Creating a new Visual Studio Code Python project
Establishing a new Python project consists of two essential steps. First, make a directory to house the project. Next, if necessary, make a virtual environment and load the requirements into it.
The first portion is not handled by the Python plugin for Visual Studio Code alone. For your project, you make the desired directory, add scaffolding, and add more items as needed. Theoretically, all you need to begin a Python project is an empty directory or a directory containing only one main.py file.
VS Code’s virtual environments for Python
Among the many crucial tasks, the Python extension may perform for you is virtual environment management for Python projects. Depending on how you have things configured, you can install requirements for a project and build up a Venv for it automatically:
After you do this, the Python extension will install any needs it finds (such as pyproject. toml file in the project) and establish the virtual environment and update pip within the venv. To view the setup process logs, click the Output tab in the VS Code console pane.
Using VS Code to set up an existing Python project
Generally, all you need to do to set up Visual Studio Code for an existing Python project is enter the project directory in Visual Studio Code, provide access, and choose a virtual environment if required.
If you are unaware, the Python extension in VS Code has a subtle quirk regarding virtual environments that could cause trouble.
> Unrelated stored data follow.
// Copyright 2025 bgped Authors
//
// Licensed under the Apache License, Version 2.0 (the "License");
// you may not use this file except in compliance with the License.
// You may obtain a copy of the License at
//
//     http://www.apache.org/licenses/LICENSE-2.0
//
// Unless required by applicable law or agreed to in writing, software
// distributed under the License is distributed on an "AS IS" BASIS,
// WITHOUT WARRANTIES OR CONDITIONS OF ANY KIND, either express or implied.
// See the License for the specific language governing permissions and
// limitations under the License.

use super::msg::{Message, MessageType};
use super::msg_notification::{BgpError, OpenMessageError};
use super::utils::{is_valid_unicast_ipv4, ParserError};

pub const BGP_VERSION: u8 = 4;

/// OPEN message. This speaker negotiates no capabilities, so the optional
/// parameters list is always empty on send; non-empty lists from the peer
/// are rejected.
#[derive(Debug, PartialEq, Clone)]
pub struct OpenMessage {
    pub version: u8,
    pub asn: u16,
    pub hold_time: u16,
    pub bgp_identifier: u32,
}

/// Validate BGP version (RFC 4271 Section 6.2)
fn validate_version(version: u8) -> Result<(), ParserError> {
    if version != BGP_VERSION {
        // Data field is the largest locally-supported version number
        return Err(ParserError::BgpError {
            error: BgpError::OpenMessageError(OpenMessageError::UnsupportedVersionNumber),
            data: (BGP_VERSION as u16).to_be_bytes().to_vec(),
        });
    }
    Ok(())
}

/// Validate Hold Time (RFC 4271 Section 6.2)
/// MUST reject Hold Time values of one or two seconds
fn validate_hold_time(hold_time: u16) -> Result<(), ParserError> {
    if hold_time == 1 || hold_time == 2 {
        return Err(ParserError::BgpError {
            error: BgpError::OpenMessageError(OpenMessageError::UnacceptableHoldTime),
            data: Vec::new(),
        });
    }
    Ok(())
}

/// Validate BGP Identifier (RFC 4271 Section 6.2)
/// Must be a valid unicast IP host address.
fn validate_bgp_identifier(bgp_identifier: u32) -> Result<(), ParserError> {
    if !is_valid_unicast_ipv4(bgp_identifier) {
        return Err(ParserError::BgpError {
            error: BgpError::OpenMessageError(OpenMessageError::BadBgpIdentifier),
            data: Vec::new(),
        });
    }
    Ok(())
}

impl OpenMessage {
    pub fn new(asn: u16, hold_time: u16, bgp_identifier: u32) -> Self {
        OpenMessage {
            version: BGP_VERSION,
            asn,
            hold_time,
            bgp_identifier,
        }
    }

    pub fn from_bytes(bytes: Vec<u8>) -> Result<Self, ParserError> {
        if bytes.len() < 10 {
            return Err(ParserError::BgpError {
                error: BgpError::OpenMessageError(OpenMessageError::Unspecific),
                data: Vec::new(),
            });
        }

        let version = bytes[0];
        let asn = u16::from_be_bytes([bytes[1], bytes[2]]);
        let hold_time = u16::from_be_bytes([bytes[3], bytes[4]]);
        let bgp_identifier = u32::from_be_bytes([bytes[5], bytes[6], bytes[7], bytes[8]]);
        let optional_params_len = bytes[9];

        if optional_params_len as usize != bytes.len() - 10 {
            return Err(ParserError::BgpError {
                error: BgpError::OpenMessageError(OpenMessageError::Unspecific),
                data: Vec::new(),
            });
        }

        // RFC 4271 Section 6.2: validate OPEN message fields
        validate_version(version)?;
        validate_hold_time(hold_time)?;
        validate_bgp_identifier(bgp_identifier)?;

        // No capability negotiation: any optional parameter is unsupported
        if optional_params_len != 0 {
            return Err(ParserError::BgpError {
                error: BgpError::OpenMessageError(OpenMessageError::UnsupportedOptionalParameter),
                data: Vec::new(),
            });
        }

        Ok(OpenMessage {
            version,
            asn,
            hold_time,
            bgp_identifier,
        })
    }
}

impl Message for OpenMessage {
    fn kind(&self) -> MessageType {
        MessageType::Open
    }

    fn to_bytes(&self) -> Vec<u8> {
        let mut bytes = Vec::new();
        bytes.push(self.version);
        bytes.extend_from_slice(&self.asn.to_be_bytes());
        bytes.extend_from_slice(&self.hold_time.to_be_bytes());
        bytes.extend_from_slice(&self.bgp_identifier.to_be_bytes());
        bytes.push(0); // optional parameters length
        bytes
    }
}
The Python extension does not activate when you launch a Python project in Visual Studio Code until you do a Python-related action. Opening a Python file in your project is the most typical move in this vein.
VS Code launch for a Python project
Using the Run command on the file open in Visual Studio Code is the simple approach to running Python code in the editor. You can accomplish this by clicking the right-facing arrow at the top right of the code box, pressing Ctrl-F5, or selecting Run / Run without debugging from the VS Code menu.
Python linting and VS Code verification
The Pylance extension for linting and type-checking Python code is part of the Python VS Code extension. Through language server, it also offers real-time code feedback for tooltips and auto completion. It should run automatically as long as the extension is active and a Python file is loaded in Visual Studio Code.
Using VS Code for Python test creation and management
Python test frameworks are constructed using one of two libraries: the third-party pytest or unittest from the standard library. Test runners for such libraries are found and configured using the Python VS Code plugin. Additionally, extensions to managing testing for different test frameworks or unique application setups (like Django) can be installed.